Duchamp would turn 65 in 1952 and had assisted the organisation of an exhibition (Duchamp Frères et Soeur) at the Rose Fried Gallery, New York in February and March. Chess remained his most ostensible preoccupation, while he continued to live in the top floor apartment at 210 West 14th. Street which he had occupied since 1943. All this publicity in the nation’s leading mass-circulation magazine must have tested Duchamp’s celebrated nonchalance about his own reputation. One of the earliest signs of his growing celebrity status may well have made him feel queasy. Whether Duchamp was a regular reader of Life magazine is not a matter of record. Was he more interested in the latest Erle Stanley Gardner story in Saturday Evening Post? Perhaps he leafed through the pages of the New Yorker and Esquire. A secret passion for Breezy Tales and Amazing Stories is not impossible. Chess magazines, View and Cahiers d’Art are more likely to have had his attention. Of course he may also have glanced at Teeny’s copies of Vogue or Harper's Bazaar.

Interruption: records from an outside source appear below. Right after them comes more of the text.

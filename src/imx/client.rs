//! Layer-2 platform client.
//!
//! # Responsibilities
//! - Look up users by ether key
//! - Register a stark key on-chain when it is not yet bound
//! - Submit signed batch mint requests
//!
//! The platform is an opaque collaborator: requests go out over its public
//! REST API and the registration contract, nothing is cached locally.

use alloy::primitives::{Address, Bytes};
use async_trait::async_trait;
use reqwest::StatusCode;
use std::sync::Arc;
use std::time::Duration;
use tokio::sync::OnceCell;

use crate::blockchain::{RegistrationContract, Wallet};
use crate::config::{ChainConfig, ImxConfig, Secret};
use crate::imx::error::{Layer2Error, Layer2Result};
use crate::imx::signing::{auth_headers, sign_mint_request, SIGNATURE_HEADER, TIMESTAMP_HEADER};
use crate::imx::types::{
    ether_key, parse_stark_key, MintRequest, RegistrationResult, SignableRegistrationRequest,
    SignableRegistrationResponse, SignedMintRequest, UserRecord,
};

/// Operations the service needs from the layer-2 platform.
#[async_trait]
pub trait Layer2: Send + Sync {
    /// Ether address of the signing identity.
    fn address(&self) -> Address;

    /// Stark public key of the signing identity.
    fn stark_public_key(&self) -> &str;

    /// Fetch a user; [`Layer2Error::NotFound`] when unknown.
    async fn get_user(&self, user: Address) -> Layer2Result<UserRecord>;

    /// Bind `stark_key` to `ether_key`; empty `tx_hash` when already bound.
    async fn register_imx(
        &self,
        ether_key: Address,
        stark_key: &str,
    ) -> Layer2Result<RegistrationResult>;

    /// Submit one batched mint; the platform's answer is returned verbatim.
    async fn mint_v2(&self, requests: &[MintRequest]) -> Layer2Result<serde_json::Value>;
}

/// Shared handle to a layer-2 client.
pub type Layer2Handle = Arc<dyn Layer2>;

/// Everything needed to build an [`ImxClient`] for one identity.
#[derive(Debug, Clone)]
pub struct ImxClientParams {
    pub imx: ImxConfig,
    pub chain: ChainConfig,
    pub private_key: Secret,
    pub stark_public_key: String,
}

/// REST + contract backed layer-2 client.
pub struct ImxClient {
    http: reqwest::Client,
    api_url: url::Url,
    wallet: Wallet,
    stark_public_key: String,
    registration: RegistrationContract,
}

impl ImxClient {
    /// Build a client for the identity in `params`.
    pub fn build(params: &ImxClientParams) -> Layer2Result<Self> {
        let mut base = params.imx.public_api_url.clone();
        if !base.ends_with('/') {
            base.push('/');
        }
        let api_url: url::Url = base
            .parse()
            .map_err(|e| Layer2Error::Setup(format!("Invalid public API URL: {}", e)))?;

        let wallet = Wallet::from_secret(&params.private_key, params.chain.chain_id)?;
        let registration = RegistrationContract::new(&params.chain, &params.imx, &wallet)?;

        let http = reqwest::Client::builder()
            .timeout(Duration::from_secs(params.imx.api_timeout_secs))
            .build()
            .map_err(|e| Layer2Error::Setup(e.to_string()))?;

        tracing::info!(
            address = %wallet.address(),
            api_url = %api_url,
            stark_contract = %params.imx.stark_contract_address,
            registration_contract = %registration.address(),
            "Layer-2 client built"
        );

        Ok(Self {
            http,
            api_url,
            wallet,
            stark_public_key: params.stark_public_key.clone(),
            registration,
        })
    }

    fn endpoint(&self, path: &str) -> Layer2Result<url::Url> {
        self.api_url
            .join(path)
            .map_err(|e| Layer2Error::Setup(format!("Invalid endpoint '{}': {}", path, e)))
    }

    async fn signable_registration(
        &self,
        ether_key: Address,
        stark_key: &str,
    ) -> Layer2Result<Bytes> {
        let body = SignableRegistrationRequest {
            ether_key: crate::imx::types::ether_key(ether_key),
            stark_key: stark_key.to_string(),
        };
        let response = self
            .http
            .post(self.endpoint("v1/signable-registration")?)
            .json(&body)
            .send()
            .await?;
        let signable: SignableRegistrationResponse = read_json(response).await?;

        signable
            .operator_signature
            .parse()
            .map_err(|_| Layer2Error::Decode("operator_signature is not hex".to_string()))
    }
}

#[async_trait]
impl Layer2 for ImxClient {
    fn address(&self) -> Address {
        self.wallet.address()
    }

    fn stark_public_key(&self) -> &str {
        &self.stark_public_key
    }

    async fn get_user(&self, user: Address) -> Layer2Result<UserRecord> {
        let url = self.endpoint(&format!("v1/users/{}", ether_key(user)))?;
        let response = self.http.get(url).send().await?;
        if response.status() == StatusCode::NOT_FOUND {
            return Err(Layer2Error::NotFound(format!("user {}", ether_key(user))));
        }
        read_json(response).await
    }

    async fn register_imx(
        &self,
        ether_key: Address,
        stark_key: &str,
    ) -> Layer2Result<RegistrationResult> {
        let stark = parse_stark_key(stark_key)?;

        if self.registration.is_registered(stark).await? {
            tracing::debug!(ether_key = %ether_key, "Stark key already registered");
            return Ok(RegistrationResult::already_registered());
        }

        let operator_signature = self.signable_registration(ether_key, stark_key).await?;
        let tx_hash = self
            .registration
            .register_user(ether_key, stark, operator_signature)
            .await?;

        Ok(RegistrationResult { tx_hash })
    }

    async fn mint_v2(&self, requests: &[MintRequest]) -> Layer2Result<serde_json::Value> {
        let mut body = Vec::with_capacity(requests.len());
        for request in requests {
            body.push(SignedMintRequest {
                request,
                auth_signature: sign_mint_request(&self.wallet, request).await?,
            });
        }

        let (timestamp, signature) = auth_headers(&self.wallet).await?;
        let response = self
            .http
            .post(self.endpoint("v2/mints")?)
            .header(TIMESTAMP_HEADER, timestamp)
            .header(SIGNATURE_HEADER, signature)
            .json(&body)
            .send()
            .await?;

        read_json(response).await
    }
}

async fn read_json<T: serde::de::DeserializeOwned>(response: reqwest::Response) -> Layer2Result<T> {
    let status = response.status();
    if !status.is_success() {
        let message = response.text().await.unwrap_or_default();
        return Err(Layer2Error::Api {
            status: status.as_u16(),
            message,
        });
    }
    Ok(response.json().await?)
}

type Layer2Init = Box<dyn Fn() -> Layer2Result<Layer2Handle> + Send + Sync>;

/// A layer-2 client built on first use and shared afterwards.
pub struct LazyLayer2 {
    cell: OnceCell<Layer2Handle>,
    init: Layer2Init,
}

impl LazyLayer2 {
    pub fn new<F>(init: F) -> Self
    where
        F: Fn() -> Layer2Result<Layer2Handle> + Send + Sync + 'static,
    {
        Self {
            cell: OnceCell::new(),
            init: Box::new(init),
        }
    }

    /// Lazily build an [`ImxClient`] from `params`.
    pub fn imx(params: ImxClientParams) -> Self {
        Self::new(move || Ok(Arc::new(ImxClient::build(&params)?) as Layer2Handle))
    }

    /// Wrap an already built client.
    pub fn ready(client: Layer2Handle) -> Self {
        Self::new(move || Ok(client.clone()))
    }

    /// The shared client, building it if this is the first call.
    ///
    /// A failed build is not cached; the next call tries again.
    pub async fn get(&self) -> Layer2Result<Layer2Handle> {
        self.cell
            .get_or_try_init(|| async { (self.init)() })
            .await
            .cloned()
    }
}

impl std::fmt::Debug for LazyLayer2 {
    fn fmt(&self, f: &mut std::fmt::Formatter<'_>) -> std::fmt::Result {
        f.debug_struct("LazyLayer2")
            .field("initialized", &self.cell.initialized())
            .finish()
    }
}
//! Blockchain integration subsystem.
//!
//! # Data Flow
//! ```text
//! Configuration (private keys, Infura key or RPC URL)
//!     → wallet.rs (key loading, signing)
//!     → client.rs (read-only RPC connection with timeouts)
//!     → registration.rs (registration contract calls)
//!     → confirmation.rs (poll for receipt, classify, deadline)
//! ```
//!
//! # Security Constraints
//! - Never log private keys or sensitive data
//! - All RPC calls have configurable timeouts

pub mod client;
pub mod confirmation;
pub mod registration;
pub mod types;
pub mod wallet;

pub use client::BlockchainClient;
pub use confirmation::{ConfirmationWaiter, ExplorerLinks, ReceiptSource};
pub use registration::RegistrationContract;
pub use types::{BlockchainError, BlockchainResult, ChainId, Receipt};
pub use wallet::Wallet;
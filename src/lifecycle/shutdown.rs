//! Shutdown coordination.

use tokio::sync::broadcast;

/// Coordinator for graceful shutdown.
///
/// Provides a broadcast channel that the server and background tasks
/// subscribe to.
#[derive(Debug)]
pub struct Shutdown {
    tx: broadcast::Sender<()>,
}

impl Shutdown {
    pub fn new() -> Self {
        let (tx, _) = broadcast::channel(1);
        Self { tx }
    }

    /// Subscribe to the shutdown signal.
    pub fn subscribe(&self) -> broadcast::Receiver<()> {
        self.tx.subscribe()
    }

    /// Trigger the shutdown signal.
    pub fn trigger(&self) {
        let _ = self.tx.send(());
    }
}

impl Default for Shutdown {
    fn default() -> Self {
        Self::new()
    }
}
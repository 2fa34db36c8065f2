//! Layer-2 client errors.

use thiserror::Error;

use crate::blockchain::BlockchainError;

/// Errors returned by the layer-2 platform client.
#[derive(Debug, Error)]
pub enum Layer2Error {
    /// The requested record does not exist.
    #[error("Not found: {0}")]
    NotFound(String),

    /// The API answered with a non-success status.
    #[error("API error ({status}): {message}")]
    Api { status: u16, message: String },

    /// The request never got an answer.
    #[error("Transport error: {0}")]
    Transport(String),

    /// The response body did not match the expected shape.
    #[error("Unexpected response: {0}")]
    Decode(String),

    /// A stark key could not be parsed.
    #[error("Invalid stark key '{0}'")]
    InvalidStarkKey(String),

    /// The client could not be constructed.
    #[error("Client setup failed: {0}")]
    Setup(String),

    /// On-chain part of an operation failed.
    #[error(transparent)]
    Blockchain(#[from] BlockchainError),
}

impl Layer2Error {
    pub fn is_not_found(&self) -> bool {
        matches!(self, Self::NotFound(_))
    }

    /// Short machine-readable name used in logs and API errors.
    pub fn kind(&self) -> &'static str {
        match self {
            Self::NotFound(_) => "not_found",
            Self::Api { .. } => "api",
            Self::Transport(_) => "transport",
            Self::Decode(_) => "decode",
            Self::InvalidStarkKey(_) => "invalid_stark_key",
            Self::Setup(_) => "setup",
            Self::Blockchain(_) => "blockchain",
        }
    }
}

impl From<reqwest::Error> for Layer2Error {
    fn from(e: reqwest::Error) -> Self {
        if e.is_decode() {
            Self::Decode(e.to_string())
        } else {
            Self::Transport(e.to_string())
        }
    }
}

/// Result type for layer-2 operations.
pub type Layer2Result<T> = Result<T, Layer2Error>;
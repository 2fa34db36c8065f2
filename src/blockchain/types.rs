//! Chain-specific types and error definitions.

use serde::Serialize;
use thiserror::Error;

/// Chain id reported by the RPC endpoint.
#[derive(Debug, Clone, Copy, PartialEq, Eq, Hash)]
pub struct ChainId(pub u64);

/// Errors that can occur during blockchain operations.
#[derive(Debug, Error)]
pub enum BlockchainError {
    /// RPC connection or request failed.
    #[error("RPC error: {0}")]
    Rpc(String),

    /// RPC request timed out.
    #[error("RPC timeout after {0} seconds")]
    Timeout(u64),

    /// No receipt showed up before the confirmation deadline.
    #[error("Transaction {tx_hash} not mined after {secs} seconds")]
    ConfirmationTimeout { tx_hash: String, secs: u64 },

    /// Transaction was mined with status 0.
    #[error("Transaction rejected")]
    Rejected { tx_hash: String },

    /// The identifier handed in is not a transaction hash.
    #[error("Invalid transaction hash '{0}'")]
    InvalidTxHash(String),

    /// Invalid private key format or derivation error.
    #[error("Wallet error: {0}")]
    Wallet(String),

    /// Contract call could not be built or sent.
    #[error("Contract call {function} failed: {reason}")]
    ContractCall { function: &'static str, reason: String },

    /// Chain configuration mismatch.
    #[error("Chain ID mismatch: expected {expected}, got {actual}")]
    ChainMismatch { expected: u64, actual: u64 },
}

/// Result type for blockchain operations.
pub type BlockchainResult<T> = Result<T, BlockchainError>;

/// Final record of a mined transaction.
#[derive(Debug, Clone, Copy, PartialEq, Eq, Serialize)]
pub struct Receipt {
    /// `true` unless the transaction reverted.
    pub status: bool,
    /// Block the transaction was included in.
    pub block_number: u64,
}

impl Receipt {
    pub fn succeeded(&self) -> bool {
        self.status
    }
}
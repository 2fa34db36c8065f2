//! Mapping of flow errors onto HTTP responses.

use axum::http::StatusCode;
use axum::response::{IntoResponse, Response};
use axum::Json;
use serde_json::json;

use crate::blockchain::BlockchainError;
use crate::minting::MintError;
use crate::users::RegisterUserError;

/// Every failure a handler can report. Always rendered as
/// `{"error": "...", "kind": "..."}`.
#[derive(Debug)]
pub enum ApiError {
    BadRequest(String),
    SignIn(RegisterUserError),
    Mint(MintError),
}

impl ApiError {
    pub fn status(&self) -> StatusCode {
        match self {
            Self::BadRequest(_) => StatusCode::BAD_REQUEST,
            Self::SignIn(RegisterUserError::Client(_)) => StatusCode::SERVICE_UNAVAILABLE,
            Self::SignIn(_) => StatusCode::INTERNAL_SERVER_ERROR,
            Self::Mint(e) => match e {
                MintError::TooManyTokens { .. } | MintError::TokenIdOverflow { .. } => {
                    StatusCode::BAD_REQUEST
                }
                MintError::Client(_) => StatusCode::SERVICE_UNAVAILABLE,
                MintError::Confirmation(BlockchainError::ConfirmationTimeout { .. }) => {
                    StatusCode::GATEWAY_TIMEOUT
                }
                MintError::Registration(_) | MintError::Confirmation(_) | MintError::Mint(_) => {
                    StatusCode::BAD_GATEWAY
                }
            },
        }
    }

    pub fn kind(&self) -> &'static str {
        match self {
            Self::BadRequest(_) => "bad_request",
            Self::SignIn(e) => match e {
                RegisterUserError::Client(_) => "client_unavailable",
                RegisterUserError::Lookup(_) => "user_lookup_failed",
                RegisterUserError::Registration(_) => "user_registration_failed",
            },
            Self::Mint(e) => match e {
                MintError::TooManyTokens { .. } => "too_many_tokens",
                MintError::TokenIdOverflow { .. } => "token_id_overflow",
                MintError::Client(_) => "client_unavailable",
                MintError::Registration(_) => "minter_registration_failed",
                MintError::Confirmation(BlockchainError::Rejected { .. }) => "transaction_rejected",
                MintError::Confirmation(BlockchainError::ConfirmationTimeout { .. }) => {
                    "confirmation_timeout"
                }
                MintError::Confirmation(_) => "confirmation_failed",
                MintError::Mint(_) => "mint_failed",
            },
        }
    }

    fn message(&self) -> String {
        match self {
            Self::BadRequest(msg) => msg.clone(),
            Self::SignIn(e) => e.to_string(),
            Self::Mint(e) => e.to_string(),
        }
    }
}

impl From<RegisterUserError> for ApiError {
    fn from(e: RegisterUserError) -> Self {
        Self::SignIn(e)
    }
}

impl From<MintError> for ApiError {
    fn from(e: MintError) -> Self {
        Self::Mint(e)
    }
}

impl IntoResponse for ApiError {
    fn into_response(self) -> Response {
        let status = self.status();
        if status.is_server_error() {
            tracing::error!(
                status = %status,
                kind = self.kind(),
                error = %self.message(),
                "Request failed"
            );
        } else {
            tracing::warn!(
                status = %status,
                kind = self.kind(),
                error = %self.message(),
                "Request rejected"
            );
        }
        let body = json!({ "error": self.message(), "kind": self.kind() });
        (status, Json(body)).into_response()
    }
}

Duchamp’s Boîte-en-valise (shown across a double spread) had been a work in progress since 1935 and the first completed examples appeared in 1941. The business of assembly went on for years. A small team (including Joseph Cornell) laboured away as the component parts arrived from France where Duchamp had prepared them before the war. Later editions of the Boîte-en-valise would be more professionally produced and Duchamp would permutate the contents and vary the box to offer 300 versions in 7 editions in much the same way as the fashion industry extracts the maximum revenue from designer brands. In effect, Duchamp curated his own retrospective in compact form. For a collector the finished article was a precious object to be lingered over, cherished and carefully conserved, catering to the instinct for connoisseurship that Duchamp so actively despised. The Boîte-en-valise has a fetishistic fascination linking us to the world of toys, dolls’ houses and model trains via the idea of condensing a lifetime’s creative activity into a single small and confined space.